Acórdão do Tribunal da Relação de Lisboa
Processo:
0036251
Nº Convencional: JTRL00013484
Relator: ALEXANDRE PINTO
Descritores: DECLARAÇÃO DE FALÊNCIA
CONVERSÃO DA EXECUÇÃO EM FALÊNCIA
FALÊNCIA
EXECUÇÃO
INSUFICIÊNCIA DO ACTIVO
Nº do Documento: RL199105210036251
Data do Acordão: 05/21/1991
Votação: UNANIMIDADE
Texto Integral: N
Privacidade: 1
Meio Processual: AGRAVO.
Decisão: PROVIDO.
Indicações Eventuais: OLIVEIRA ASCENSÃO IN ACÇÃO EXECUTIVA E PRESSUPOSTOS DA FALÊNCIA IN ESTUDOS DE DIREITO COMERCIAL V1 PAG43.
Área Temática: DIR PROC CIV - PROC ESP / PROC EXEC.
Legislação Nacional: CPC67 ART870.
Sumário: O executado tem o dever de pagar. Embora não tenha o dever de indicar bens à penhora, o executado tem interesse em o fazer para evitar vir a cair em situação de insolvência/falência.

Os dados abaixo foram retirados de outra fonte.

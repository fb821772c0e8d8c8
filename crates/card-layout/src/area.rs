//! Occupied-area bookkeeping
//!
//! Each page keeps the union of the rectangles placed on it. The union is
//! stored as its member rectangles; a query clips every member to the probe,
//! which is exactly the intersection of the union with the probe.

use crate::geometry::{Rect, bounding_box};

/// Union of the rectangles placed on one page
#[derive(Debug, Clone, Default, PartialEq)]
pub struct PageArea {
    rects: Vec<Rect>,
}

impl PageArea {
    pub fn new() -> Self {
        Self::default()
    }

    /// True until the first rectangle is added
    pub fn is_empty(&self) -> bool {
        self.rects.is_empty()
    }

    /// Merge a placed rectangle into the union
    pub fn add(&mut self, rect: Rect) {
        self.rects.push(rect);
    }

    /// The part of the occupied region that overlaps `probe`
    pub fn query(&self, probe: &Rect) -> Vec<Rect> {
        self.rects
            .iter()
            .filter_map(|r| r.intersection(probe))
            .collect()
    }

    /// Bounding box of [`PageArea::query`], or `None` if nothing overlaps
    pub fn bounds_within(&self, probe: &Rect) -> Option<Rect> {
        bounding_box(&self.query(probe))
    }

    /// True if no occupied rectangle overlaps `probe`
    pub fn is_clear(&self, probe: &Rect) -> bool {
        !self.rects.iter().any(|r| r.intersects(probe))
    }

    pub fn rects(&self) -> &[Rect] {
        &self.rects
    }

    pub fn translate(&mut self, dx: f32, dy: f32) {
        for rect in &mut self.rects {
            *rect = rect.translated(dx, dy);
        }
    }
}

/// Per-page occupied areas, indexed by page number
#[derive(Debug, Clone, Default)]
pub struct AreaMap {
    pages: Vec<PageArea>,
}

impl AreaMap {
    pub fn new() -> Self {
        Self::default()
    }

    /// Forget every page
    pub fn reset(&mut self) {
        self.pages.clear();
    }

    /// Area of a page; pages never touched read as empty
    pub fn page(&self, index: usize) -> &PageArea {
        static EMPTY: PageArea = PageArea { rects: Vec::new() };
        self.pages.get(index).unwrap_or(&EMPTY)
    }

    /// Mutable area of a page, fabricating empty pages up to `index`
    pub fn page_mut(&mut self, index: usize) -> &mut PageArea {
        if index >= self.pages.len() {
            self.pages.resize_with(index + 1, PageArea::new);
        }
        &mut self.pages[index]
    }

    /// Number of page slots fabricated so far
    pub fn len(&self) -> usize {
        self.pages.len()
    }

    pub fn is_empty(&self) -> bool {
        self.pages.is_empty()
    }
}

O credor não tem que saber quais são os bens do devedor, nem onde se encontram. Por isto se justifica o funcionamento do art. 870 do CPC no caso de o devedor-executado não pagar voluntariamente, não ter indicado bens e o credor-exequente os não conseguir descobrir. Não há o perigo de o credor-exequente lançar mão do art. 870 quando conheça bens já que não tem interesse prático em ir litigar numa execução universal, bem mais complexa que a singular, e menos eficaz.